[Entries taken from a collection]
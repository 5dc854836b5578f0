//! Token-level checks over Structured Text and C-family sources.
//!
//! One checker type covers three configurations: plain math/string
//! functions, the OPC UA client surface and the mapp Motion constructs.
//! Matching runs over lexer tokens, so occurrences inside comments and
//! string literals never fire.

use crate::checkers::{ambiguity_finding, rule_finding, select_rule, CheckContext, Checker};
use crate::kb::loader::KnowledgeBase;
use crate::kb::schema::RuleKind;
use crate::lexer::{CommentStyle, Lexer, TokenKind};
use crate::report::{Finding, Location};
use crate::walker::{ClassifiedFile, FileRole};

pub struct FunctionChecker {
    id: &'static str,
    kinds: &'static [RuleKind],
    /// Namespace gate: when non-empty, only identifiers starting with one
    /// of these prefixes are looked up at all.
    prefixes: &'static [&'static str],
    /// Predicate the finding message states about the matched identifier.
    subject: &'static str,
}

impl FunctionChecker {
    /// Math and string function calls plus their constants.
    pub fn functions() -> Self {
        Self {
            id: "functions",
            kinds: &[RuleKind::Function, RuleKind::FunctionBlock],
            prefixes: &[],
            subject: "is deprecated in AS6",
        }
    }

    /// OPC UA client function blocks, types and enumerators.
    pub fn opc_ua() -> Self {
        Self {
            id: "opc-ua",
            kinds: &[RuleKind::OpcUaConstruct],
            prefixes: &["ua"],
            subject: "is deprecated in AS6",
        }
    }

    /// mapp Motion function blocks, types and enumerators.
    pub fn motion() -> Self {
        Self {
            id: "motion",
            kinds: &[RuleKind::MotionConstruct],
            prefixes: &["mc", "mp"],
            subject: "is deprecated in AS6",
        }
    }

    /// mapp technology components that need a separate license in AS6.
    pub fn mapp_components() -> Self {
        Self {
            id: "mapp-license",
            kinds: &[RuleKind::MappComponent],
            prefixes: &["mp"],
            subject: "requires a mapp technology license in AS6",
        }
    }

    fn in_namespace(&self, token: &str) -> bool {
        self.prefixes.is_empty()
            || self.prefixes.iter().any(|p| {
                token.len() >= p.len() && token[..p.len()].eq_ignore_ascii_case(p)
            })
    }
}

impl Checker for FunctionChecker {
    fn id(&self) -> &'static str {
        self.id
    }

    fn roles(&self) -> &'static [FileRole] {
        &[FileRole::Source, FileRole::Declaration]
    }

    fn check(
        &self,
        file: &ClassifiedFile,
        content: &str,
        kb: &KnowledgeBase,
        _ctx: &CheckContext,
    ) -> Vec<Finding> {
        let style = CommentStyle::for_path(&file.path);
        let tokens = Lexer::new(content, style).tokens();
        let mut findings = Vec::new();

        for (i, token) in tokens.iter().enumerate() {
            if token.kind != TokenKind::Ident || !self.in_namespace(token.text) {
                continue;
            }
            // `fb.StopMode` is a structure member, not a construct reference.
            if i > 0 && tokens[i - 1].kind == TokenKind::Symbol && tokens[i - 1].text == "." {
                continue;
            }
            let followed_by_call = tokens
                .get(i + 1)
                .is_some_and(|next| next.kind == TokenKind::Symbol && next.text == "(");

            let candidates: Vec<_> = kb
                .matching_rules(self.kinds, token.text)
                .into_iter()
                .filter(|rule| !rule.requires_call() || followed_by_call)
                .collect();
            if candidates.is_empty() {
                continue;
            }

            let location = Location {
                line: token.line,
                column: token.column,
            };
            let (rule, ambiguous) = select_rule(candidates);
            findings.push(rule_finding(
                rule,
                kb,
                file,
                Some(location),
                format!("'{}' {}", token.text, self.subject),
            ));
            if ambiguous {
                findings.push(ambiguity_finding(file, Some(location), token.text));
            }
        }
        findings
    }
}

● **Task item**
Using the records above, work out the number of lines that contain "FunctionChecker" and write only that number.

● **Reply to the task**
3